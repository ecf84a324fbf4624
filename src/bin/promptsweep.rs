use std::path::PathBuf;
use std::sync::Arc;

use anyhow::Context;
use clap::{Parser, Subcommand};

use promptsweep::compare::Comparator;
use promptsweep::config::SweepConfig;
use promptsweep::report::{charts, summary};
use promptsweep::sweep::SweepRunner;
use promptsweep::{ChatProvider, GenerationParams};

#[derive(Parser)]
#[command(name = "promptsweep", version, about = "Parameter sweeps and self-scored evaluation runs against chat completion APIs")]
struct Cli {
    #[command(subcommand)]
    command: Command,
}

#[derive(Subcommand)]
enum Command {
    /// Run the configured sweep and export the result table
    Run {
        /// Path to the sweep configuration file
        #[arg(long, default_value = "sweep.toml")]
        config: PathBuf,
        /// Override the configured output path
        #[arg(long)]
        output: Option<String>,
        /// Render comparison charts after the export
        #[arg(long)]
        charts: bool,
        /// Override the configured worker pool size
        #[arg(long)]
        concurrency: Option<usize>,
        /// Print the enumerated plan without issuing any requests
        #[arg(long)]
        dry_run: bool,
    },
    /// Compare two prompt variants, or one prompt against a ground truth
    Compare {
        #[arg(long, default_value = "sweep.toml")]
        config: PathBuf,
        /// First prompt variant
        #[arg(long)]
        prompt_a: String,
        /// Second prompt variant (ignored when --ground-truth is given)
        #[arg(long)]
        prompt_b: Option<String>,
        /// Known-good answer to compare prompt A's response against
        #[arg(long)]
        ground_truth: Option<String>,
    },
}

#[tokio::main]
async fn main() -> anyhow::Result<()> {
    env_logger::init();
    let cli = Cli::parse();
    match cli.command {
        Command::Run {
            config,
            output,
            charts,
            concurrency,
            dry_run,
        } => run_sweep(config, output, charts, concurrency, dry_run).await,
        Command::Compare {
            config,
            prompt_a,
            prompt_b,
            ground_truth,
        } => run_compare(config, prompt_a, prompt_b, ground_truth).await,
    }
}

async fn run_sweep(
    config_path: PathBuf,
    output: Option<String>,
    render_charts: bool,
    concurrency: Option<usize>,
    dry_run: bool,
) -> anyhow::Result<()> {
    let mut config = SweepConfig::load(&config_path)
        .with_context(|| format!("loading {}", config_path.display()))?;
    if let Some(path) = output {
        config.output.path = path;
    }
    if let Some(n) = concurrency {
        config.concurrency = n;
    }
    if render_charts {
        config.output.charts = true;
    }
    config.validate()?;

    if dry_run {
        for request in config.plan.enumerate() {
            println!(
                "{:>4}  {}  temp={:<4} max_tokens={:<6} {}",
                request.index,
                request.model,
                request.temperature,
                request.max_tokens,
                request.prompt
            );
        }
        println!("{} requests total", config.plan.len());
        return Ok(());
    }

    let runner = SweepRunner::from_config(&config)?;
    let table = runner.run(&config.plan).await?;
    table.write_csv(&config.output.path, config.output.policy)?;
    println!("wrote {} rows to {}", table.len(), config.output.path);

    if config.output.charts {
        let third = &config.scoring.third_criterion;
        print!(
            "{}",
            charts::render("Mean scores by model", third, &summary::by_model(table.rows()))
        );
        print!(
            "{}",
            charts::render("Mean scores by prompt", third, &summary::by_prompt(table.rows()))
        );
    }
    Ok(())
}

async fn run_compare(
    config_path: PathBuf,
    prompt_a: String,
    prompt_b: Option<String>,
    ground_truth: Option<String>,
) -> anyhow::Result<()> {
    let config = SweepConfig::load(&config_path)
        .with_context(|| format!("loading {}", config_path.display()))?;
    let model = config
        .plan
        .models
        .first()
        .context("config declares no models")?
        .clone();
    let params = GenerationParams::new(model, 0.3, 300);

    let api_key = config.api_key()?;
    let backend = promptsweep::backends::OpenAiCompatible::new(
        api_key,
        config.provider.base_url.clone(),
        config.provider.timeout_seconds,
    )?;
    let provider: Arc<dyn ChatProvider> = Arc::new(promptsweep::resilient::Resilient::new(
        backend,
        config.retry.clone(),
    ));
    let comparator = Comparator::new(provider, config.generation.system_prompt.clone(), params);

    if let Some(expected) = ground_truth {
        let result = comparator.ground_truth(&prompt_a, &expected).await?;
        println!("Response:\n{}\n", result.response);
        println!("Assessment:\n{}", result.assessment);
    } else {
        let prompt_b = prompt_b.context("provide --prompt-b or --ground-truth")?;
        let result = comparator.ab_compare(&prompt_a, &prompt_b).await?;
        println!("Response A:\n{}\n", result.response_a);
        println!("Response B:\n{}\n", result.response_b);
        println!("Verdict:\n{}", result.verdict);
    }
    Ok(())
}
--
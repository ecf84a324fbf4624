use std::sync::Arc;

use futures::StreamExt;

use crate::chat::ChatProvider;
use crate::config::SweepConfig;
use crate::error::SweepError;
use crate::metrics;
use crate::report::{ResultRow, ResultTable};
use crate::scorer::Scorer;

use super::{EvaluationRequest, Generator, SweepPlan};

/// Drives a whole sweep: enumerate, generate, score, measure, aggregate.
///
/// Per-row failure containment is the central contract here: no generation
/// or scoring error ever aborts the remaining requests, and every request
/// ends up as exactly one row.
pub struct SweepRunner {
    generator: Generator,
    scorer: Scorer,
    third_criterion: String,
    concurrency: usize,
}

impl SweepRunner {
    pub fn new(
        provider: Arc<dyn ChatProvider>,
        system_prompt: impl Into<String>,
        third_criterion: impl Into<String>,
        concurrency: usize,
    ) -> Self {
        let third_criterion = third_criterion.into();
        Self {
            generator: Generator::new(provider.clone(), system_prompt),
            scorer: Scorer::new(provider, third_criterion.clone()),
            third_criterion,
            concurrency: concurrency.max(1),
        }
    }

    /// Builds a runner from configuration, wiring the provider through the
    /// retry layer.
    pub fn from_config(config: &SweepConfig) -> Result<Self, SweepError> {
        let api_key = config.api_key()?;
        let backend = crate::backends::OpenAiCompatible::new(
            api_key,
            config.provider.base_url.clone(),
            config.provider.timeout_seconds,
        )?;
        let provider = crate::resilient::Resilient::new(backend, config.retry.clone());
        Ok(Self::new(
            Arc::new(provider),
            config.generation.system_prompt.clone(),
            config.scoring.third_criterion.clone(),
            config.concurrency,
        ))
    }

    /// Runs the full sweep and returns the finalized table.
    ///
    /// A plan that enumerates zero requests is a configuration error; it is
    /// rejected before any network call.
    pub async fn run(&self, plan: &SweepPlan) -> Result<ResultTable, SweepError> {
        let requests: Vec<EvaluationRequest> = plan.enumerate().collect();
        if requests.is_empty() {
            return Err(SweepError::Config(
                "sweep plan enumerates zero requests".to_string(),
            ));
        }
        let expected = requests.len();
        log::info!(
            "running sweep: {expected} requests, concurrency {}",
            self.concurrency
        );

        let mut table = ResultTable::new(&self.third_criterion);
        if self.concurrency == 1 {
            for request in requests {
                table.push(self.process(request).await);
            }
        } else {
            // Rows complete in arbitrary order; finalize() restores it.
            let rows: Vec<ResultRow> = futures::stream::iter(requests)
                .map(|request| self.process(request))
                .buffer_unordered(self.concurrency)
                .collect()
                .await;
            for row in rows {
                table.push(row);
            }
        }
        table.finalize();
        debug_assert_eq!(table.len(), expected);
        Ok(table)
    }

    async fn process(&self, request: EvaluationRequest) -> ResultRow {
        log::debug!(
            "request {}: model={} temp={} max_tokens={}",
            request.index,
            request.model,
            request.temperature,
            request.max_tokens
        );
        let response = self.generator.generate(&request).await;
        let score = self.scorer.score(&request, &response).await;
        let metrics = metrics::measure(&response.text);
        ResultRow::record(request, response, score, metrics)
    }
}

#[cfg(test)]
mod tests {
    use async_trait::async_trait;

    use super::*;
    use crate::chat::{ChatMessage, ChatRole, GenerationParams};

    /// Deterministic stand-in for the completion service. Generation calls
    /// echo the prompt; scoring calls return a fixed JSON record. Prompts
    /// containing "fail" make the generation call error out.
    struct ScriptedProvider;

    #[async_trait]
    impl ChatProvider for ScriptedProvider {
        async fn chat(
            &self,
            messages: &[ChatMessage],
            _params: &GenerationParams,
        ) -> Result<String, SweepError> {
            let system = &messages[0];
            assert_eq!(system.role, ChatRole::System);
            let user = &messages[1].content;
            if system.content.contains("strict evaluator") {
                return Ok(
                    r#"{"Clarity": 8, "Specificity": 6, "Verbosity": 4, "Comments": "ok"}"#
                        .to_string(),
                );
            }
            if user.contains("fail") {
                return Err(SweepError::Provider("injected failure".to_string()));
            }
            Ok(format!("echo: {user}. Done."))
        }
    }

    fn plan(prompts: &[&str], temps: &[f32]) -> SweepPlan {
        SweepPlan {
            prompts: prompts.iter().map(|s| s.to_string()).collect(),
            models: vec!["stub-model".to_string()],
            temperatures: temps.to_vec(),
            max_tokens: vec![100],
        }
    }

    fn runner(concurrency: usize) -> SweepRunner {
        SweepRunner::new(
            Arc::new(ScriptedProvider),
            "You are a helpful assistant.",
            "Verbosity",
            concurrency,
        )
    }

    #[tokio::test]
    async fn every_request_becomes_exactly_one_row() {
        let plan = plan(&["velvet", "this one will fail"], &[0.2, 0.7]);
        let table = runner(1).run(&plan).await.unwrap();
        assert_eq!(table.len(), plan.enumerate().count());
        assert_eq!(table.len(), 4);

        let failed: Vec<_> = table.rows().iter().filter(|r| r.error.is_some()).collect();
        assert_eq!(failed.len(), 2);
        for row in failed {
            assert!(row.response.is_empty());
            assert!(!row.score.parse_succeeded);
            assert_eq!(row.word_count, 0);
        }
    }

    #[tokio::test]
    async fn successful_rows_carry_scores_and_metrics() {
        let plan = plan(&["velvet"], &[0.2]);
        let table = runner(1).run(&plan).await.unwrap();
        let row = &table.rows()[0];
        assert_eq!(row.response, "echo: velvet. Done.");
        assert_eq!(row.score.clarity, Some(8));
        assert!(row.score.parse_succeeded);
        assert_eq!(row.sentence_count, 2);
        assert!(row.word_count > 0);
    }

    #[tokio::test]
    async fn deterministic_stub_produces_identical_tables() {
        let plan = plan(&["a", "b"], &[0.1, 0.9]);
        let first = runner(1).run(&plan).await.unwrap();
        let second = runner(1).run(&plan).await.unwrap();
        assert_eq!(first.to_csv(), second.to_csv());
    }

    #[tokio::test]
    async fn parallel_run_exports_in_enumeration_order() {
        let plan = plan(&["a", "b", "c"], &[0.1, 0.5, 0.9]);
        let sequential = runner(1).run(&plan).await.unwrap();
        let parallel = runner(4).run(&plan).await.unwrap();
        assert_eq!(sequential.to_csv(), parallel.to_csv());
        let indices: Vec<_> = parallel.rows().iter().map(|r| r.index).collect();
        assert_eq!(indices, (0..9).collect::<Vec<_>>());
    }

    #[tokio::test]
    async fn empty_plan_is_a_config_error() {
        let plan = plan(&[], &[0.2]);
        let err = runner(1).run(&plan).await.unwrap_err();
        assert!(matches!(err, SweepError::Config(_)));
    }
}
...
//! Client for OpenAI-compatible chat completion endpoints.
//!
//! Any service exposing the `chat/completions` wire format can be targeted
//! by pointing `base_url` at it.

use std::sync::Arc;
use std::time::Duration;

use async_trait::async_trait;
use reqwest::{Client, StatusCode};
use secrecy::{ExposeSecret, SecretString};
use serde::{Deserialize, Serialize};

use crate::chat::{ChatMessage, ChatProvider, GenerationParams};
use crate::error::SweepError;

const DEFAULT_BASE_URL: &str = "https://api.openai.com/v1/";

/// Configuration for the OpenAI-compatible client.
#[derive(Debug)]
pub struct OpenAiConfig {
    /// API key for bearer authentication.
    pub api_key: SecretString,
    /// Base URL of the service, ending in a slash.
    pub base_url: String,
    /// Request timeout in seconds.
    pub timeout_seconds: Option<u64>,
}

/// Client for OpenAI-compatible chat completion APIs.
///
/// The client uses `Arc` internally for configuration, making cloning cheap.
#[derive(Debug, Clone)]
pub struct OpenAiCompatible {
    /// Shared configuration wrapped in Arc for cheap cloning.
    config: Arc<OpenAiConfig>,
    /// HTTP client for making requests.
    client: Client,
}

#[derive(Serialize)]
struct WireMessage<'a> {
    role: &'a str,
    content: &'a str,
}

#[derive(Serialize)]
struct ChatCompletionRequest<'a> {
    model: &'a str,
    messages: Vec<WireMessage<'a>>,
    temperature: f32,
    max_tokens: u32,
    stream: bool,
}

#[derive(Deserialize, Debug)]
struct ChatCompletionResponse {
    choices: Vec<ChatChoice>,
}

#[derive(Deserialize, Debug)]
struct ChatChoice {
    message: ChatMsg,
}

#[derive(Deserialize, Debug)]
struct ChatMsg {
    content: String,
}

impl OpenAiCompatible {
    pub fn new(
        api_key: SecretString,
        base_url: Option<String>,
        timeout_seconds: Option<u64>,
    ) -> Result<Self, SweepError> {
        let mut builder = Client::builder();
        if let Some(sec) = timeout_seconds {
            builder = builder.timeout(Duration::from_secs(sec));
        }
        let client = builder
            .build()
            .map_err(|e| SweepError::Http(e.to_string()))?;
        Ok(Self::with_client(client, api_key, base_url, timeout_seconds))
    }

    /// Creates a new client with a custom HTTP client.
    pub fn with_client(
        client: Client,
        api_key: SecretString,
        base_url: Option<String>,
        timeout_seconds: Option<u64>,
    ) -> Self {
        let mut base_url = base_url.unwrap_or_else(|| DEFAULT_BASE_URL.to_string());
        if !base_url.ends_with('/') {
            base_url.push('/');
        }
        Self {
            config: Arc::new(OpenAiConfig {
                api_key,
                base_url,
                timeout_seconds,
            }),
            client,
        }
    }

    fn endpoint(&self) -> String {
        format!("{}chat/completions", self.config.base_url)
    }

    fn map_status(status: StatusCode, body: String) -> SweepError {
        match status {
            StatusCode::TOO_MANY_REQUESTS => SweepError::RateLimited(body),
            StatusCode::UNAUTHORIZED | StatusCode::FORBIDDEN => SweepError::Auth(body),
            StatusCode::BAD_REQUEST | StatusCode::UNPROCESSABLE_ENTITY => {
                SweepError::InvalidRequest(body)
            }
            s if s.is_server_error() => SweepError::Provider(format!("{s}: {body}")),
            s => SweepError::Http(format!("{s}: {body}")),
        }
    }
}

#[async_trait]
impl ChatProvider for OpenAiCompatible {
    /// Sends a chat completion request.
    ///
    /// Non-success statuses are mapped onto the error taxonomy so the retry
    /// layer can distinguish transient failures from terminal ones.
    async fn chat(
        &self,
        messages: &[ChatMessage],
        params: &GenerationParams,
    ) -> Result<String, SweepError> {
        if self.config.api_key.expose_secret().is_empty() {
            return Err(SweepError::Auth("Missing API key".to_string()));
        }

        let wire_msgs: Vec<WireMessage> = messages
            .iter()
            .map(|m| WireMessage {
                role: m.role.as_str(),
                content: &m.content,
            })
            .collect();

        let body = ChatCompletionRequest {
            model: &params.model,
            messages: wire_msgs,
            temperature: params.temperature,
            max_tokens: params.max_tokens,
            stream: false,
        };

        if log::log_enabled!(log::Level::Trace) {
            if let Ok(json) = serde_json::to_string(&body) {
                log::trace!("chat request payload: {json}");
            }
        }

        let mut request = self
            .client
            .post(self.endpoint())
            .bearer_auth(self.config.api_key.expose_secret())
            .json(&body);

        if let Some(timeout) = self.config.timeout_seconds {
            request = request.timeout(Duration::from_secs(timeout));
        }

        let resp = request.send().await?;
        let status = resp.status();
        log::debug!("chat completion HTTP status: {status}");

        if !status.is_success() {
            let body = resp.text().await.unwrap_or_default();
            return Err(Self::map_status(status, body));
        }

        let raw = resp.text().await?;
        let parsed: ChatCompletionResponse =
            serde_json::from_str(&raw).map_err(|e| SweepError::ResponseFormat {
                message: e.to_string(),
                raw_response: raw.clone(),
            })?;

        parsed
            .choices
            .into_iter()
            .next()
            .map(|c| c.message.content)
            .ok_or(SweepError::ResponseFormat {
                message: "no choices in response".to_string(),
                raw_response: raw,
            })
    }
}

● Task goal:
Among the entries above, identify all lines with "futures" and copy them.

● Response below:
use futures::StreamExt;
            let rows: Vec<ResultRow> = futures::stream::iter(requests)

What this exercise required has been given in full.